Was mich an Ljod. Das Eis tatsächlich berührt, ist, im Gegensatz zu Sorokins bisherigen Werken, eine kindlich naiver aber mit Hartnäckigkeit beschriebener Blick, (wenngleich perfide als übernatürliche Sekte vom Autor imaginiert), inmitten der Greuel, die der Mensch verursacht, auch dessen Liebesfähigkeit als treibende Kraft zu beschreiben. Und davon zu erzählen, das der Mensch immer noch ein kosmisches Wesen ist, und nicht nur ein Haufen rapide alterndes Zellmaterial wie bei Houllebecq. Das ist tröstlich und erschreckend gleichermaßen, darin liegt die große Faszination dieses Romans, der jetzt schon als Sorokins Meisterwerk gilt. Ljod.Das Eis ist mit akribisch genauen Regieanweisungen, Beschreibungen der Figuren und der Schauplätze geschrieben, ein fertiges Drehbuch für einen Film, genauso gut aber auch ein perfektes Szenario für ein Theaterstück, kein Wort muß verändert werden. Die Dialoge stehen von selbst. Es ist keine Frage der Dramatisierung, sondern vielmehr, des künstlerischen Konzepts, wie hier ein Roman zum Theaterereignis werden kann. Und Alvis Hermanis, der lettische Regisseur, der Ljod.Das Eis am schauspielfrankfurt zur Uraufführung bringen wird, hat hier ein klares Konzept, das unter dem Titel Kollektives Lesen eines Buches mit Hilfe der Imagination in Frankfurt (weitere Stationen in Riga und bei der Ruhrtriennale in Galdbeck werden folgen) hauptsächlich die ersten beiden Teile des Romans in Betracht zieht. Und wie der Titel ahnen läßt, sich als Theatermacher durchaus "werktreu" dem vorliegenden Text nähern wird.
(Originalbeitrag für das Jahrbuch 2004 von Theater Heute)

Brigitte Fürle, Dramaturgin am schauspielfrankfurt und Leitung Internationale Kontakte.
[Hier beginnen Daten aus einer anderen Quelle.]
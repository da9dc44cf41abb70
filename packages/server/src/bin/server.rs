//! Login broker server
//!
//! Runs the HTTP edge over the session manager and the idle-attempt reaper.

use std::sync::Arc;

use anyhow::{Context, Result};
use login_core::domains::sessions::JsonFileSessionStore;
use login_core::domains::auth::SessionManager;
use login_core::kernel::{
    start_scheduler, BaseNotifier, BotNotifier, GatewayTransport, LogNotifier, ServerDeps,
};
use login_core::server::build_app;
use login_core::Config;
use login_gateway::{BotOptions, BotService, GatewayOptions, GatewayService};
use tracing_subscriber::{layer::SubscriberExt, util::SubscriberInitExt};

#[tokio::main]
async fn main() -> Result<()> {
    // Initialize logging
    tracing_subscriber::registry()
        .with(
            tracing_subscriber::EnvFilter::try_from_default_env()
                .unwrap_or_else(|_| "info,login_core=debug,login_gateway=debug".into()),
        )
        .with(
            tracing_subscriber::fmt::layer()
                .with_target(true)
                .with_line_number(true),
        )
        .init();

    tracing::info!("Starting login broker");

    // Load configuration
    let config = Config::from_env().context("Failed to load configuration")?;
    tracing::info!(
        owner_id = %config.owner_id,
        permitted_users = config.permitted_users.len(),
        public = config.allow_public_use,
        "Configuration loaded"
    );

    // Platform gateway
    let gateway = Arc::new(GatewayService::new(GatewayOptions {
        base_url: config.gateway_url.clone(),
        api_id: config.api_id,
        api_hash: config.api_hash.clone(),
    }));

    // Notifications go through the bot when it is configured
    let notifier: Arc<dyn BaseNotifier> = match &config.bot_token {
        Some(token) => Arc::new(BotNotifier::new(Arc::new(BotService::new(BotOptions {
            token: token.clone(),
            api_url: config.bot_api_url.clone(),
        })))),
        None => {
            tracing::warn!("BOT_TOKEN not set, notifications will only be logged");
            Arc::new(LogNotifier)
        }
    };

    let sessions = JsonFileSessionStore::open(&config.session_path)
        .await
        .context("Failed to open session store")?;

    let server_deps = Arc::new(ServerDeps::new(
        Arc::new(GatewayTransport::new(gateway)),
        notifier,
        Arc::new(sessions),
        config.access_policy(),
        config.login_settings(),
    ));
    let manager = Arc::new(SessionManager::new(server_deps));

    // Scheduled tasks
    let _scheduler = start_scheduler(manager.clone())
        .await
        .context("Failed to start scheduled tasks")?;

    // Build application
    let app = build_app(manager);

    // Start server
    let addr = format!("0.0.0.0:{}", config.port);
    tracing::info!("Starting server on {}", addr);
    tracing::info!("Health check: http://localhost:{}/health", config.port);

    let listener = tokio::net::TcpListener::bind(&addr)
        .await
        .context("Failed to bind to address")?;

    axum::serve(listener, app)
        .await
        .context("Server error")?;

    Ok(())
}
Als Kuratorin des Young Directors Project bei den Salzburger Festspielen entdeckte sie 2003 den lettischen Theaterregisseur Alvis Hermanis, seine Inszenierung Der Revisor, erstmals außerhalb Osteuropas gezeigt, gewann den Young Directors Award der Salzburger Festspiele 2003. Die Zusammenarbeit von Alvis Hermanis und Brigitte Fürle wird mit Hermanis" Inszenierung Kollektives Lesen eines Buches mit Hilfe der Imagination in Frankfurt nach Sorokins Das Eis am schauspielfrankfurt fortgesetzt, Uraufführung findet am 22. Januar 2006 im Kleinen Haus statt. Kollektives Lesen eines Buches mit Hilfe der Imagination ist eine Koproduktion des schauspielfrankfurt mit der Ruhrtriennale 2005, wo in der Maschinenhalle Zeche Zweckel in Gladbeck Ende August eine weitere Premiere der Produktion stattfindet.